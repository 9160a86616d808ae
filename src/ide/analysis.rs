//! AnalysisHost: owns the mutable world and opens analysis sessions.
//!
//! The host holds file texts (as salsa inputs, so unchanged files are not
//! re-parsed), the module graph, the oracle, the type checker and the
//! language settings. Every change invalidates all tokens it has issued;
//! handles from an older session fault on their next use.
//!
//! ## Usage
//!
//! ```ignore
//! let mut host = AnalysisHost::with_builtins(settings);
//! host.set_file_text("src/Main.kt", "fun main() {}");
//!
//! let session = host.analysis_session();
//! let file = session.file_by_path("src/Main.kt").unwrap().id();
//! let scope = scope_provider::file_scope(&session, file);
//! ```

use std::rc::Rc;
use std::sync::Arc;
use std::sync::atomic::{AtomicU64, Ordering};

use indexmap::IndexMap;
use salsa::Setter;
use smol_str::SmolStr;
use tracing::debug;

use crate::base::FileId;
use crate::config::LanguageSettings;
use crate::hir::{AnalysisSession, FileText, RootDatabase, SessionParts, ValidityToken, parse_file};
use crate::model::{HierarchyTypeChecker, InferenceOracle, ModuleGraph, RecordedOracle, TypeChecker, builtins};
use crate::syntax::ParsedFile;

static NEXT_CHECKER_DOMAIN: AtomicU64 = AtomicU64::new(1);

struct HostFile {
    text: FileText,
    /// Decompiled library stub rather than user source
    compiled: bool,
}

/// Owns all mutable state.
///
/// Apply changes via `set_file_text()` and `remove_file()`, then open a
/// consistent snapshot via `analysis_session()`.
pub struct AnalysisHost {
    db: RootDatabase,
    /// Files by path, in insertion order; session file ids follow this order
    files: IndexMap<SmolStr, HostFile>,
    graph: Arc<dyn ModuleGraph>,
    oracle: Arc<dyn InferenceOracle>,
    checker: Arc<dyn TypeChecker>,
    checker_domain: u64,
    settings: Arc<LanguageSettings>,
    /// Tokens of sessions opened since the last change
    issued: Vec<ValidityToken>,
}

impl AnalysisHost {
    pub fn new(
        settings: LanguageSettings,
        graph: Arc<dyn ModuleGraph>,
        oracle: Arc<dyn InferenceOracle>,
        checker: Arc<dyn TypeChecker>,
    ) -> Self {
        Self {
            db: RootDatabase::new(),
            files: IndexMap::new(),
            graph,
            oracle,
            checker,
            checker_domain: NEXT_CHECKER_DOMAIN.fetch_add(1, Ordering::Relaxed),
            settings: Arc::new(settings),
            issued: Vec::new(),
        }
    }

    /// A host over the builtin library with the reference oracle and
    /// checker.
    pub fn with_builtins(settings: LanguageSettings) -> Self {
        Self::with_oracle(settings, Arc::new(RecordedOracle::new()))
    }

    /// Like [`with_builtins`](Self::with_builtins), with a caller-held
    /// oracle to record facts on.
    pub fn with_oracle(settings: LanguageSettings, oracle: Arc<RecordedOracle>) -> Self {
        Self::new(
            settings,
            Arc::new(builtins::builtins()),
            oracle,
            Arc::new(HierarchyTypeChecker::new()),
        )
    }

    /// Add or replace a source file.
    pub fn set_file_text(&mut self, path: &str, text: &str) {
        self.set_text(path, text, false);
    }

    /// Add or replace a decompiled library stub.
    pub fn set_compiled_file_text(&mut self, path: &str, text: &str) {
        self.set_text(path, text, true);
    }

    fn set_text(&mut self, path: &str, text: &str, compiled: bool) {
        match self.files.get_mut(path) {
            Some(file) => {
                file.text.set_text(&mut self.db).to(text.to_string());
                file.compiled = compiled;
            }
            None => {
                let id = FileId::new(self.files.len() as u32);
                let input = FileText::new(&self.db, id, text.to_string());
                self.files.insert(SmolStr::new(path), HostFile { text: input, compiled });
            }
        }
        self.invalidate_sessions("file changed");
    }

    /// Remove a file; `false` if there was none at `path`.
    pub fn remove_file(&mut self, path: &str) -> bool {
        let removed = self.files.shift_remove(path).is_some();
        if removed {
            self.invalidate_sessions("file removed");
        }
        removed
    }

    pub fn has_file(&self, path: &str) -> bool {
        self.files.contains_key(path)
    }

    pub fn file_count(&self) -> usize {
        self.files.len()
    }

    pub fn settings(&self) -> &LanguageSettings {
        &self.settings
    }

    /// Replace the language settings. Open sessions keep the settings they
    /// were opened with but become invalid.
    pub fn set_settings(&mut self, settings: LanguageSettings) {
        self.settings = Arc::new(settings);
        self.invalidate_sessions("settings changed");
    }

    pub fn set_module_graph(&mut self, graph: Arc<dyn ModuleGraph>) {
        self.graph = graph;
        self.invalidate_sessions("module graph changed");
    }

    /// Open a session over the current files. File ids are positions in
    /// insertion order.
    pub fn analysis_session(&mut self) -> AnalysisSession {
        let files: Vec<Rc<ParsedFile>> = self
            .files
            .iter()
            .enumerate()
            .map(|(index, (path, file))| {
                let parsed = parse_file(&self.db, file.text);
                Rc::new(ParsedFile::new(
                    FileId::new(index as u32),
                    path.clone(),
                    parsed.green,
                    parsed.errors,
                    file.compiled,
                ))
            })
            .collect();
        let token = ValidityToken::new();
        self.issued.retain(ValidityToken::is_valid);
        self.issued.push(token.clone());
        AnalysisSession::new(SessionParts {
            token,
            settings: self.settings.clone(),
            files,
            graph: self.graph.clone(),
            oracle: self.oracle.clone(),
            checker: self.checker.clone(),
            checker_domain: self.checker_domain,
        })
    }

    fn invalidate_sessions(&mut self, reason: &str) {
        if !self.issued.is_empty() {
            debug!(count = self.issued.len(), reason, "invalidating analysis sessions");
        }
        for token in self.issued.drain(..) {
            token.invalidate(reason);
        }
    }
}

---

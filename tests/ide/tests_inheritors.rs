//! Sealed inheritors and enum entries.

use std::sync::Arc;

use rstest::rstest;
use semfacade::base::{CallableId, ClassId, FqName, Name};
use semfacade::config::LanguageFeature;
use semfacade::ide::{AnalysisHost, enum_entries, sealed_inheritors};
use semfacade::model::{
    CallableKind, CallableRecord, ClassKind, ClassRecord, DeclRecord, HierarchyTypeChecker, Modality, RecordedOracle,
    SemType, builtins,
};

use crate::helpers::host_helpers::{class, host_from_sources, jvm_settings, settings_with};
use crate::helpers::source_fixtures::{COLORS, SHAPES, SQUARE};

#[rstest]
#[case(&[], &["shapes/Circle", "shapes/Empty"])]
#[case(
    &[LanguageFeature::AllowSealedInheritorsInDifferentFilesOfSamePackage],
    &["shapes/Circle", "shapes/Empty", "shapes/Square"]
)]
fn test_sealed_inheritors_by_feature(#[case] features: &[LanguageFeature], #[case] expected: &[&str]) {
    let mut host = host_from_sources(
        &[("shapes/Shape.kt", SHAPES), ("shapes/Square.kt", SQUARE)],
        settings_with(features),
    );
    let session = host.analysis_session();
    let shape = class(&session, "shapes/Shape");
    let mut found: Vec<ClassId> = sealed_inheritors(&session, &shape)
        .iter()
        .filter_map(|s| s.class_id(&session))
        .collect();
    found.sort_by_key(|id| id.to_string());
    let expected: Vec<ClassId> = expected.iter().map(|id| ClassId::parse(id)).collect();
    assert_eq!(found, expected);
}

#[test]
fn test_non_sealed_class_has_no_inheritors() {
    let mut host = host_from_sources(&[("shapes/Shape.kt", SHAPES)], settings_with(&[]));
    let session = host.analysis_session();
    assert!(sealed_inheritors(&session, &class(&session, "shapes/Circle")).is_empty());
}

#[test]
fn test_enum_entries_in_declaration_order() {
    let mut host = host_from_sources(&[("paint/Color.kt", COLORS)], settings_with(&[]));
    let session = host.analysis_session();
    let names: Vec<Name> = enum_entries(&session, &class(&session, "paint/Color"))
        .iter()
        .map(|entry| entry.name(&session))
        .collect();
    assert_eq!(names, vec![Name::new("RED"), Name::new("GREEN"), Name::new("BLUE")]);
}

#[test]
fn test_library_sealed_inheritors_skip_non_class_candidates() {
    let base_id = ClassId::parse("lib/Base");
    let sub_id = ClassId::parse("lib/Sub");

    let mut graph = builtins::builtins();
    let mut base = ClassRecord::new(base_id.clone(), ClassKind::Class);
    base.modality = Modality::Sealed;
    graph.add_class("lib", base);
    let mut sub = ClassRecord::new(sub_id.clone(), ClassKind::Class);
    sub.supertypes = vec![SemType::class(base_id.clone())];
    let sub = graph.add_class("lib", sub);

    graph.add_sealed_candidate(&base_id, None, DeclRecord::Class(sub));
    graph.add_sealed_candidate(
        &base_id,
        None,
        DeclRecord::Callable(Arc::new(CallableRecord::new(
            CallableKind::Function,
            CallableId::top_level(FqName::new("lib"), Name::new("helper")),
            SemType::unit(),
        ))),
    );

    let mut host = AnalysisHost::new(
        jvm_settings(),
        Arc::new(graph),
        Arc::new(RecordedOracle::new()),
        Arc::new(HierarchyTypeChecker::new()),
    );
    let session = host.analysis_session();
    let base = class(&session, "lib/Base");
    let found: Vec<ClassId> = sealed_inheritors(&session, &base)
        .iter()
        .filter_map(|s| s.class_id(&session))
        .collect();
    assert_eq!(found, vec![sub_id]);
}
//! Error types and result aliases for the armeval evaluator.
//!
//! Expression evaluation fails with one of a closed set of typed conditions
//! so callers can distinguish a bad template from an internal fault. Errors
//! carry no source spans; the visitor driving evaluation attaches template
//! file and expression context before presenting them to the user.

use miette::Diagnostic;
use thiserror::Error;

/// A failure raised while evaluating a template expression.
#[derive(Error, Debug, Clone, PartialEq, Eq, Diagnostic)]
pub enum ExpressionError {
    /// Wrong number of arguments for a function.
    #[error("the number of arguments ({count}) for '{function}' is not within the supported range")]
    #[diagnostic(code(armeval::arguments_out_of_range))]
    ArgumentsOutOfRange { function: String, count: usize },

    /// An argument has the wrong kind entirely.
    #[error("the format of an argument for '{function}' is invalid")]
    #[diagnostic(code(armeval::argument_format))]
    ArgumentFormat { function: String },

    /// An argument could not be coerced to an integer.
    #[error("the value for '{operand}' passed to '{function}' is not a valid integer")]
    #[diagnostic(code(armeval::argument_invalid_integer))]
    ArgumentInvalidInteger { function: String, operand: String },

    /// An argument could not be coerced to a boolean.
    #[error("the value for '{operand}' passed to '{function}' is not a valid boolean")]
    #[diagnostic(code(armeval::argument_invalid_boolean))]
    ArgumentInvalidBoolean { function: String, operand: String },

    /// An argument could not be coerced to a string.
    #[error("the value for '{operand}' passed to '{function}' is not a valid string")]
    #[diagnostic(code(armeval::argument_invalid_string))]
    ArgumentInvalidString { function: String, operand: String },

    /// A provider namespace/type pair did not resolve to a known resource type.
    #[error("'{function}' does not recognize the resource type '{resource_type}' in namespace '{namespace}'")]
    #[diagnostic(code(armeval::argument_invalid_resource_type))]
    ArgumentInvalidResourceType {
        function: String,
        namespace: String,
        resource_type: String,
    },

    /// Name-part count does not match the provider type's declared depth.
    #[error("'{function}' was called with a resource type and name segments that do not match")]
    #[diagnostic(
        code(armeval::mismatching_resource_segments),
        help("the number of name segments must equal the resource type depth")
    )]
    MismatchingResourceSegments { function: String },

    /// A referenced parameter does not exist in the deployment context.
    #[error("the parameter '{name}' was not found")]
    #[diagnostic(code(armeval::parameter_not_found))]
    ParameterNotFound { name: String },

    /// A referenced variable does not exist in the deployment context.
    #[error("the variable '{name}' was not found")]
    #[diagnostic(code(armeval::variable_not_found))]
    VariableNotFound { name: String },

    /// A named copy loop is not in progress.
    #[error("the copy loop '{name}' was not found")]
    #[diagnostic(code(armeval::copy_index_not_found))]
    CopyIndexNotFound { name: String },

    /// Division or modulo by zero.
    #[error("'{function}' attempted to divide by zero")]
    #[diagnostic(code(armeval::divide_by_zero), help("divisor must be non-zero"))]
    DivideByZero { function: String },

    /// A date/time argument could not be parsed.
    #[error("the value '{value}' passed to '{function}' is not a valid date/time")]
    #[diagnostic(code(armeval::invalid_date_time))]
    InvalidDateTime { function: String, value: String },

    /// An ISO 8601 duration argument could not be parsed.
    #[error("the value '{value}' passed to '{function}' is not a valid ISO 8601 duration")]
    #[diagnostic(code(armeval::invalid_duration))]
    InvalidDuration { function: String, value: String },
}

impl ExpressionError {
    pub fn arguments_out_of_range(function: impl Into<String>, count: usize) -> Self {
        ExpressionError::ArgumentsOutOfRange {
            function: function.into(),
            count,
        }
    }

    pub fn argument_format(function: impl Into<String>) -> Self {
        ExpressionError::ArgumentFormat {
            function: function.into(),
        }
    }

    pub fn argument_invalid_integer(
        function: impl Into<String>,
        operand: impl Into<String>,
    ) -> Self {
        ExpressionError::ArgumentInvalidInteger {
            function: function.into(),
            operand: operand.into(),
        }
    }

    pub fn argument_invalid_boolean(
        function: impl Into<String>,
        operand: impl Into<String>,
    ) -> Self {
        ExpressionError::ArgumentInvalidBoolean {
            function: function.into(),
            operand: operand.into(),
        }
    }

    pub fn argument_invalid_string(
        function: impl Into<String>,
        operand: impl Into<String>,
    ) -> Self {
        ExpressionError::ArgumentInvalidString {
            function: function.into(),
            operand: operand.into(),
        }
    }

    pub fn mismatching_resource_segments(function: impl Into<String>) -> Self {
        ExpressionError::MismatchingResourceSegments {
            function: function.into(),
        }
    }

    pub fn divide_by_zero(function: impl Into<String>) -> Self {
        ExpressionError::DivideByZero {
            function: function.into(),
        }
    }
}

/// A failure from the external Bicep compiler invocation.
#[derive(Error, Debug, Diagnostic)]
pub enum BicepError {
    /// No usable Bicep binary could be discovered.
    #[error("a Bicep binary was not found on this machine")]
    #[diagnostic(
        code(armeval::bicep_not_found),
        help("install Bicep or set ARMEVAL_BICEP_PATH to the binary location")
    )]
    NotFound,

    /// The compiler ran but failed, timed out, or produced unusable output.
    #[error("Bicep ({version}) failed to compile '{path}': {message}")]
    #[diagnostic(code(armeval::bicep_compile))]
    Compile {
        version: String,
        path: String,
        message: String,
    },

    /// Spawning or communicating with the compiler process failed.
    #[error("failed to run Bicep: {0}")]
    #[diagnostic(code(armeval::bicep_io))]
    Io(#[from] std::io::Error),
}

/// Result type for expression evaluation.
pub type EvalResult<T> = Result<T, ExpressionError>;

...

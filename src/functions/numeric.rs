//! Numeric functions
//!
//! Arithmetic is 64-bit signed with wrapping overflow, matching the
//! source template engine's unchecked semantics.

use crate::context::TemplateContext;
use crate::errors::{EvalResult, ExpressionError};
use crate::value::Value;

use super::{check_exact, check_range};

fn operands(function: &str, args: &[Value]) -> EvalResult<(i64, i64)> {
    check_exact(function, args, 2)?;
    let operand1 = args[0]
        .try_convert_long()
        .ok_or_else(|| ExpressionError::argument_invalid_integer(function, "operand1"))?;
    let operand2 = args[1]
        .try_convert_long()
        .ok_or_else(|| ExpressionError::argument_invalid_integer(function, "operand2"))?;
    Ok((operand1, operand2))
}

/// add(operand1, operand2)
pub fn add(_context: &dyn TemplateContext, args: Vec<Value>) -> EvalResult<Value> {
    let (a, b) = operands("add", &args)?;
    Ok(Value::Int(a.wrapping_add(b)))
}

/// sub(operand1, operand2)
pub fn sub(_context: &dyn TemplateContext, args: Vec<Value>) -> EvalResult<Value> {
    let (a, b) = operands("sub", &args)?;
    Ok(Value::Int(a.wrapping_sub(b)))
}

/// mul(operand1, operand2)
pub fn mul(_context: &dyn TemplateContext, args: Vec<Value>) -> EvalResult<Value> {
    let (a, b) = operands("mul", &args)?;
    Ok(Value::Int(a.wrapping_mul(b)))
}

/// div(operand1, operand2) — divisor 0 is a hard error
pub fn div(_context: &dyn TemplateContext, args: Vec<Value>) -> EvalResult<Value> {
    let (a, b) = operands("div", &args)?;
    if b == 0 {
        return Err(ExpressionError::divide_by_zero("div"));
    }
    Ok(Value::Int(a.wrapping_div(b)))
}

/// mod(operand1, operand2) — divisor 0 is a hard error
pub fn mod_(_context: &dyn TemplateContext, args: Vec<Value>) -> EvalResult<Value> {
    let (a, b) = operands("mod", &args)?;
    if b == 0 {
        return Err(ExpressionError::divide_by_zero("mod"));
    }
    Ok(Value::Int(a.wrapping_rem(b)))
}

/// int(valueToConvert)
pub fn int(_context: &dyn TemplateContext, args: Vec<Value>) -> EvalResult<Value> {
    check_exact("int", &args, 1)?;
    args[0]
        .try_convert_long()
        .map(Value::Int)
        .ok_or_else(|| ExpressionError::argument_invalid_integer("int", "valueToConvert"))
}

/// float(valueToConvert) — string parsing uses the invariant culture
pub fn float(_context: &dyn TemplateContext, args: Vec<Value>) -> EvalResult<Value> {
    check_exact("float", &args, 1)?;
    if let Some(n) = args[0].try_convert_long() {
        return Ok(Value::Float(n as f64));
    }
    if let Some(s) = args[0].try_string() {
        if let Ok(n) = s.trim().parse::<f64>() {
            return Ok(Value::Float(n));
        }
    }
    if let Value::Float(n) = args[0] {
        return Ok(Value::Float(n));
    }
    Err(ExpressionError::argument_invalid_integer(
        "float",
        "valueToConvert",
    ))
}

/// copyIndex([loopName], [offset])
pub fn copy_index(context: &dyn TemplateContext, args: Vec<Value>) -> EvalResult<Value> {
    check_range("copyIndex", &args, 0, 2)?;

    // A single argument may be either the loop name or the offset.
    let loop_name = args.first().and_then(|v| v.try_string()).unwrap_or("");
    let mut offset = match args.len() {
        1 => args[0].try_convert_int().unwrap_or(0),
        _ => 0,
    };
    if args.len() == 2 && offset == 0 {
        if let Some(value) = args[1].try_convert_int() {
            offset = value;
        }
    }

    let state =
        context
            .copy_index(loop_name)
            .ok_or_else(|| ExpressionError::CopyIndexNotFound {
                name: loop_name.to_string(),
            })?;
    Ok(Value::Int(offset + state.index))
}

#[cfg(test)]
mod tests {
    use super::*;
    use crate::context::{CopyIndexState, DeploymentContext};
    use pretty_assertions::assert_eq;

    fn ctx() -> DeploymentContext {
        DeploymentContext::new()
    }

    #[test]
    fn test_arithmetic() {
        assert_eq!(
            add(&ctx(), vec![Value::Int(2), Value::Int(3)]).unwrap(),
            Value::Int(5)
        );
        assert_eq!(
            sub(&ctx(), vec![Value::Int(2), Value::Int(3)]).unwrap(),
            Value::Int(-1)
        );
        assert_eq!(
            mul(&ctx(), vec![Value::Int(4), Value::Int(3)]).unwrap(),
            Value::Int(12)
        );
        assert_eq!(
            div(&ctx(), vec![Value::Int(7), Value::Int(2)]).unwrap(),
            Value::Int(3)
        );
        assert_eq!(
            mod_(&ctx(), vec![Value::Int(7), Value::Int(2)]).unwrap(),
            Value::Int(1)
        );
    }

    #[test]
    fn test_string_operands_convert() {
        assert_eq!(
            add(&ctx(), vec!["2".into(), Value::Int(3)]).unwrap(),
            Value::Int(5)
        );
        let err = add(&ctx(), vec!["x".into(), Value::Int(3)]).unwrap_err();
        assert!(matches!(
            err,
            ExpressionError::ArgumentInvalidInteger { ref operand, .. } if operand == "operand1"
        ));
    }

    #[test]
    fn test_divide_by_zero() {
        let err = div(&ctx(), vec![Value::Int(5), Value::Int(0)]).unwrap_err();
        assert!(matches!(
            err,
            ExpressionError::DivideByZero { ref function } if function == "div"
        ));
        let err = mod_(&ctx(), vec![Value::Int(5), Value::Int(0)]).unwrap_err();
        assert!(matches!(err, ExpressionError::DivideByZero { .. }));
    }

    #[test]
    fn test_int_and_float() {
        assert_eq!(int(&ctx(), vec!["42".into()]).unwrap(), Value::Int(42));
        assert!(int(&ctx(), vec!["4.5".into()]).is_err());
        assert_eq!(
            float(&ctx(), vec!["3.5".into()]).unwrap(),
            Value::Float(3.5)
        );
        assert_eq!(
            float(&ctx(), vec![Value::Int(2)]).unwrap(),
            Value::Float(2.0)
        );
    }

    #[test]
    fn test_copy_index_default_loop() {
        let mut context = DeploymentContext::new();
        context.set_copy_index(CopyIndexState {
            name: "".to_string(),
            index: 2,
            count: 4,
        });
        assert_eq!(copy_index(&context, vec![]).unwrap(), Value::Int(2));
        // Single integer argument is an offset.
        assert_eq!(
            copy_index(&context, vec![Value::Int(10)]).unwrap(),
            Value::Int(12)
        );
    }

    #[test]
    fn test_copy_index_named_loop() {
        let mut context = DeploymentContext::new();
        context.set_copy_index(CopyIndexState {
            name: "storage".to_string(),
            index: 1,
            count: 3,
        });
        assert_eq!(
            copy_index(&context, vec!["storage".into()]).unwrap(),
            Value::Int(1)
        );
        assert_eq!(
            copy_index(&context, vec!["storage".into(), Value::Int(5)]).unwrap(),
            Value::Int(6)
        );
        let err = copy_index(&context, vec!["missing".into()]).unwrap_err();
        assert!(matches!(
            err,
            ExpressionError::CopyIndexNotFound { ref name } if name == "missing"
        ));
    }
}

> TASK DESCRIPTION
For this exercise, output exactly the lines above from the line with "repository 9160a86616d808ae" to the line with "files are not", counting both, and leave out the rest.

> EXPECTED ANSWER
repository 9160a86616d808ae
filename src/ide/analysis.rs
//! AnalysisHost: owns the mutable world and opens analysis sessions.
//!
//! The host holds file texts (as salsa inputs, so unchanged files are not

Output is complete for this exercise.